— Work request —
Return each of the entries below word for word.
◇ ◇ ◇ ◇ ◇
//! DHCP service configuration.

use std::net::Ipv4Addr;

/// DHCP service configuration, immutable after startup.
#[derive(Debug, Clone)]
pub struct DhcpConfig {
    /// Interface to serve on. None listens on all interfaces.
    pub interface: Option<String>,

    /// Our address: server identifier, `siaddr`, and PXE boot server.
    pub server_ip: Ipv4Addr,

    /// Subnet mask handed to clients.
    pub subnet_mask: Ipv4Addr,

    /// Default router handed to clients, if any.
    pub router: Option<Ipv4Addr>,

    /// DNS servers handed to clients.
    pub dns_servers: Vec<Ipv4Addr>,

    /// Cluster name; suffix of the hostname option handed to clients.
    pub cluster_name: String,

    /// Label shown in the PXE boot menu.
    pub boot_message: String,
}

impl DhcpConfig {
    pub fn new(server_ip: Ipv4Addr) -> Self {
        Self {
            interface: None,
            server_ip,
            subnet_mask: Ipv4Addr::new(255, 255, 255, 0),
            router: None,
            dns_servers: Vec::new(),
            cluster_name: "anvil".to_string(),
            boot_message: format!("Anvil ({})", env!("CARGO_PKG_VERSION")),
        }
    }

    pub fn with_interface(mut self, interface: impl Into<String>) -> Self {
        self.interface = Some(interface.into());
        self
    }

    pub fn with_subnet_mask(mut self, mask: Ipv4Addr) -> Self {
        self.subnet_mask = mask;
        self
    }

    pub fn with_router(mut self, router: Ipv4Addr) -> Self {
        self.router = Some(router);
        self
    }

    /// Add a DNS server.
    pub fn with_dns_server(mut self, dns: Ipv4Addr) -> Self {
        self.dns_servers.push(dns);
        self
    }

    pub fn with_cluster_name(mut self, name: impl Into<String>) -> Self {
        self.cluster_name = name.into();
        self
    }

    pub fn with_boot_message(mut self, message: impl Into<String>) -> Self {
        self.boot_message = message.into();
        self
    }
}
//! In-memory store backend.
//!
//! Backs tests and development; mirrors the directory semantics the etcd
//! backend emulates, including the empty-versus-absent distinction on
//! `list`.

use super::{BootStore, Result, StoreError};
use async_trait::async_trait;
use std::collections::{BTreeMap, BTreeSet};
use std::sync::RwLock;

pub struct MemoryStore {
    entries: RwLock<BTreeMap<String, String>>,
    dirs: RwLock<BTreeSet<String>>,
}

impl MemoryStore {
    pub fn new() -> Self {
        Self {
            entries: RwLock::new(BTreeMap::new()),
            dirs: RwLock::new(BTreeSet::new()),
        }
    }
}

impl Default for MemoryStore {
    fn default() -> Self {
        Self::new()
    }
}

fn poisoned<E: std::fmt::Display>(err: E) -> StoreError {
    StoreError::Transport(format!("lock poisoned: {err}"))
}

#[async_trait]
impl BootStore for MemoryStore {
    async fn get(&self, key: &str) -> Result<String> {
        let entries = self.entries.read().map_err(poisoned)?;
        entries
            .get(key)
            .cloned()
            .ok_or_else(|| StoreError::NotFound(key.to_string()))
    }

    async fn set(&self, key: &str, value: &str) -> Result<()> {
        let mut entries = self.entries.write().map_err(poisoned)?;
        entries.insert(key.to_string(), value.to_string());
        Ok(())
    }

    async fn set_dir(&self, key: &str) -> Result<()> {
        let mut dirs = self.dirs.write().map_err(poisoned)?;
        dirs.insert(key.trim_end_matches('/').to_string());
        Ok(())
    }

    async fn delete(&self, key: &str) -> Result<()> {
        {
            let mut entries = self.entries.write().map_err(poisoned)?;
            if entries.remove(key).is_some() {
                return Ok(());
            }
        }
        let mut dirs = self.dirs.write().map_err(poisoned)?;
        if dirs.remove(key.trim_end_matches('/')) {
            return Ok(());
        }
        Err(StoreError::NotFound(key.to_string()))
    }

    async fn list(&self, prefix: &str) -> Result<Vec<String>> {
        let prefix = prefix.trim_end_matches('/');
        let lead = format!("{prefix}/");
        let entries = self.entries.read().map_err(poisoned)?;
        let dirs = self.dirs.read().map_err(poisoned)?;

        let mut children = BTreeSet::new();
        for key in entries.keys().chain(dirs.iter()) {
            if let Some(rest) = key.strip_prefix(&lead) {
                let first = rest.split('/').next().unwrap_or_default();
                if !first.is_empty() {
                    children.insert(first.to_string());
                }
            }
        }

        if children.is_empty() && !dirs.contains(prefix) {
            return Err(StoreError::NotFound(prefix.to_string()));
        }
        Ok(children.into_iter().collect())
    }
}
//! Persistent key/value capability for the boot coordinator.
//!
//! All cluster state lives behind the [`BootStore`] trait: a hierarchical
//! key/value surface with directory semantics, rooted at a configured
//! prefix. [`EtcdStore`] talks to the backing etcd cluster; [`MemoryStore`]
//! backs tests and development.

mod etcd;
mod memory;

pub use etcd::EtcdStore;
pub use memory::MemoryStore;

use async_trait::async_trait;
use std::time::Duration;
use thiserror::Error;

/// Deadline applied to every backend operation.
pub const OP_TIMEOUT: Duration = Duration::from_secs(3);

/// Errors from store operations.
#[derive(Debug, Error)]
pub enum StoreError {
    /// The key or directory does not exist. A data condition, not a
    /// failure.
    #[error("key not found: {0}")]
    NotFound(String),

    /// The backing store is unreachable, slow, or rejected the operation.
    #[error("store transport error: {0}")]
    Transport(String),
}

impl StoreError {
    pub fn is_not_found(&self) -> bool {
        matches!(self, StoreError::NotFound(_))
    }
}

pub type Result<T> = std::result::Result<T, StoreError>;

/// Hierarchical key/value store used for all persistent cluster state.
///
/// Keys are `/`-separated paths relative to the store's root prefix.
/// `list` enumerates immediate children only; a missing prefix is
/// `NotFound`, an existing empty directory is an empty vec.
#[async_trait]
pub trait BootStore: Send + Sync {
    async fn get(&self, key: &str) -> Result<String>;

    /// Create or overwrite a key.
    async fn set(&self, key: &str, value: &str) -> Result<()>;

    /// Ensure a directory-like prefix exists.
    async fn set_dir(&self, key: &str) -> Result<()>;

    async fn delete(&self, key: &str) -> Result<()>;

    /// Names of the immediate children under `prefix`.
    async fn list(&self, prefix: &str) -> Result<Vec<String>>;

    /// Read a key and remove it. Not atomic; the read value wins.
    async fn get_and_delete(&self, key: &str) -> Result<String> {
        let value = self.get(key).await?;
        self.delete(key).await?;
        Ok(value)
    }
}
◇ ◇ ◇ ◇ ◇
— Solution —
//! DHCP service configuration.

use std::net::Ipv4Addr;

/// DHCP service configuration, immutable after startup.
#[derive(Debug, Clone)]
pub struct DhcpConfig {
    /// Interface to serve on. None listens on all interfaces.
    pub interface: Option<String>,

    /// Our address: server identifier, `siaddr`, and PXE boot server.
    pub server_ip: Ipv4Addr,

    /// Subnet mask handed to clients.
    pub subnet_mask: Ipv4Addr,

    /// Default router handed to clients, if any.
    pub router: Option<Ipv4Addr>,

    /// DNS servers handed to clients.
    pub dns_servers: Vec<Ipv4Addr>,

    /// Cluster name; suffix of the hostname option handed to clients.
    pub cluster_name: String,

    /// Label shown in the PXE boot menu.
    pub boot_message: String,
}

impl DhcpConfig {
    pub fn new(server_ip: Ipv4Addr) -> Self {
        Self {
            interface: None,
            server_ip,
            subnet_mask: Ipv4Addr::new(255, 255, 255, 0),
            router: None,
            dns_servers: Vec::new(),
            cluster_name: "anvil".to_string(),
            boot_message: format!("Anvil ({})", env!("CARGO_PKG_VERSION")),
        }
    }

    pub fn with_interface(mut self, interface: impl Into<String>) -> Self {
        self.interface = Some(interface.into());
        self
    }

    pub fn with_subnet_mask(mut self, mask: Ipv4Addr) -> Self {
        self.subnet_mask = mask;
        self
    }

    pub fn with_router(mut self, router: Ipv4Addr) -> Self {
        self.router = Some(router);
        self
    }

    /// Add a DNS server.
    pub fn with_dns_server(mut self, dns: Ipv4Addr) -> Self {
        self.dns_servers.push(dns);
        self
    }

    pub fn with_cluster_name(mut self, name: impl Into<String>) -> Self {
        self.cluster_name = name.into();
        self
    }

    pub fn with_boot_message(mut self, message: impl Into<String>) -> Self {
        self.boot_message = message.into();
        self
    }
}
//! In-memory store backend.
//!
//! Backs tests and development; mirrors the directory semantics the etcd
//! backend emulates, including the empty-versus-absent distinction on
//! `list`.

use super::{BootStore, Result, StoreError};
use async_trait::async_trait;
use std::collections::{BTreeMap, BTreeSet};
use std::sync::RwLock;

pub struct MemoryStore {
    entries: RwLock<BTreeMap<String, String>>,
    dirs: RwLock<BTreeSet<String>>,
}

impl MemoryStore {
    pub fn new() -> Self {
        Self {
            entries: RwLock::new(BTreeMap::new()),
            dirs: RwLock::new(BTreeSet::new()),
        }
    }
}

impl Default for MemoryStore {
    fn default() -> Self {
        Self::new()
    }
}

fn poisoned<E: std::fmt::Display>(err: E) -> StoreError {
    StoreError::Transport(format!("lock poisoned: {err}"))
}

#[async_trait]
impl BootStore for MemoryStore {
    async fn get(&self, key: &str) -> Result<String> {
        let entries = self.entries.read().map_err(poisoned)?;
        entries
            .get(key)
            .cloned()
            .ok_or_else(|| StoreError::NotFound(key.to_string()))
    }

    async fn set(&self, key: &str, value: &str) -> Result<()> {
        let mut entries = self.entries.write().map_err(poisoned)?;
        entries.insert(key.to_string(), value.to_string());
        Ok(())
    }

    async fn set_dir(&self, key: &str) -> Result<()> {
        let mut dirs = self.dirs.write().map_err(poisoned)?;
        dirs.insert(key.trim_end_matches('/').to_string());
        Ok(())
    }

    async fn delete(&self, key: &str) -> Result<()> {
        {
            let mut entries = self.entries.write().map_err(poisoned)?;
            if entries.remove(key).is_some() {
                return Ok(());
            }
        }
        let mut dirs = self.dirs.write().map_err(poisoned)?;
        if dirs.remove(key.trim_end_matches('/')) {
            return Ok(());
        }
        Err(StoreError::NotFound(key.to_string()))
    }

    async fn list(&self, prefix: &str) -> Result<Vec<String>> {
        let prefix = prefix.trim_end_matches('/');
        let lead = format!("{prefix}/");
        let entries = self.entries.read().map_err(poisoned)?;
        let dirs = self.dirs.read().map_err(poisoned)?;

        let mut children = BTreeSet::new();
        for key in entries.keys().chain(dirs.iter()) {
            if let Some(rest) = key.strip_prefix(&lead) {
                let first = rest.split('/').next().unwrap_or_default();
                if !first.is_empty() {
                    children.insert(first.to_string());
                }
            }
        }

        if children.is_empty() && !dirs.contains(prefix) {
            return Err(StoreError::NotFound(prefix.to_string()));
        }
        Ok(children.into_iter().collect())
    }
}
//! Persistent key/value capability for the boot coordinator.
//!
//! All cluster state lives behind the [`BootStore`] trait: a hierarchical
//! key/value surface with directory semantics, rooted at a configured
//! prefix. [`EtcdStore`] talks to the backing etcd cluster; [`MemoryStore`]
//! backs tests and development.

mod etcd;
mod memory;

pub use etcd::EtcdStore;
pub use memory::MemoryStore;

use async_trait::async_trait;
use std::time::Duration;
use thiserror::Error;

/// Deadline applied to every backend operation.
pub const OP_TIMEOUT: Duration = Duration::from_secs(3);

/// Errors from store operations.
#[derive(Debug, Error)]
pub enum StoreError {
    /// The key or directory does not exist. A data condition, not a
    /// failure.
    #[error("key not found: {0}")]
    NotFound(String),

    /// The backing store is unreachable, slow, or rejected the operation.
    #[error("store transport error: {0}")]
    Transport(String),
}

impl StoreError {
    pub fn is_not_found(&self) -> bool {
        matches!(self, StoreError::NotFound(_))
    }
}

pub type Result<T> = std::result::Result<T, StoreError>;

/// Hierarchical key/value store used for all persistent cluster state.
///
/// Keys are `/`-separated paths relative to the store's root prefix.
/// `list` enumerates immediate children only; a missing prefix is
/// `NotFound`, an existing empty directory is an empty vec.
#[async_trait]
pub trait BootStore: Send + Sync {
    async fn get(&self, key: &str) -> Result<String>;

    /// Create or overwrite a key.
    async fn set(&self, key: &str, value: &str) -> Result<()>;

    /// Ensure a directory-like prefix exists.
    async fn set_dir(&self, key: &str) -> Result<()>;

    async fn delete(&self, key: &str) -> Result<()>;

    /// Names of the immediate children under `prefix`.
    async fn list(&self, prefix: &str) -> Result<Vec<String>>;

    /// Read a key and remove it. Not atomic; the read value wins.
    async fn get_and_delete(&self, key: &str) -> Result<String> {
        let value = self.get(key).await?;
        self.delete(key).await?;
        Ok(value)
    }
}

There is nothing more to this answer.